Collection entries:

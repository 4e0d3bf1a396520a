// ABOUTME: Command-line interface definition using clap derive macros.
// ABOUTME: Defines all subcommands and their arguments.

use clap::{Parser, Subcommand};
use std::path::PathBuf;

#[derive(Parser)]
#[command(name = "vnctunnel")]
#[command(about = "Forward a remote display port through an SSH tunnel")]
#[command(version)]
pub struct Cli {
    /// Enable debug logging
    #[arg(short, long, global = true)]
    pub verbose: bool,

    /// Path to the connection profile (default: discovered in the current directory)
    #[arg(short, long, global = true)]
    pub profile: Option<PathBuf>,

    #[command(subcommand)]
    pub command: Commands,
}

#[derive(Subcommand)]
pub enum Commands {
    /// Initialize a new vnctunnel.yml connection profile
    Init {
        /// SSH server host
        #[arg(long)]
        host: Option<String>,

        /// SSH username
        #[arg(long)]
        user: Option<String>,

        /// Overwrite an existing profile
        #[arg(short, long)]
        force: bool,
    },

    /// Show the SSH server's host key so it can be pinned in the profile
    Fingerprint,

    /// Establish the tunnel and keep it open until interrupted
    Connect,
}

Exercise prompt: The answer is every entry, repeated word for word.

Reply to the task:
repository 4e0d3bf1a396520a
// ABOUTME: Command-line interface definition using clap derive macros.
// ABOUTME: Defines all subcommands and their arguments.

use clap::{Parser, Subcommand};
use std::path::PathBuf;

#[derive(Parser)]
#[command(name = "vnctunnel")]
#[command(about = "Forward a remote display port through an SSH tunnel")]
#[command(version)]
pub struct Cli {
    /// Enable debug logging
    #[arg(short, long, global = true)]
    pub verbose: bool,

    /// Path to the connection profile (default: discovered in the current directory)
    #[arg(short, long, global = true)]
    pub profile: Option<PathBuf>,

    #[command(subcommand)]
    pub command: Commands,
}

#[derive(Subcommand)]
pub enum Commands {
    /// Initialize a new vnctunnel.yml connection profile
    Init {
        /// SSH server host
        #[arg(long)]
        host: Option<String>,

        /// SSH username
        #[arg(long)]
        user: Option<String>,

        /// Overwrite an existing profile
        #[arg(short, long)]
        force: bool,
    },

    /// Show the SSH server's host key so it can be pinned in the profile
    Fingerprint,

    /// Establish the tunnel and keep it open until interrupted
    Connect,
}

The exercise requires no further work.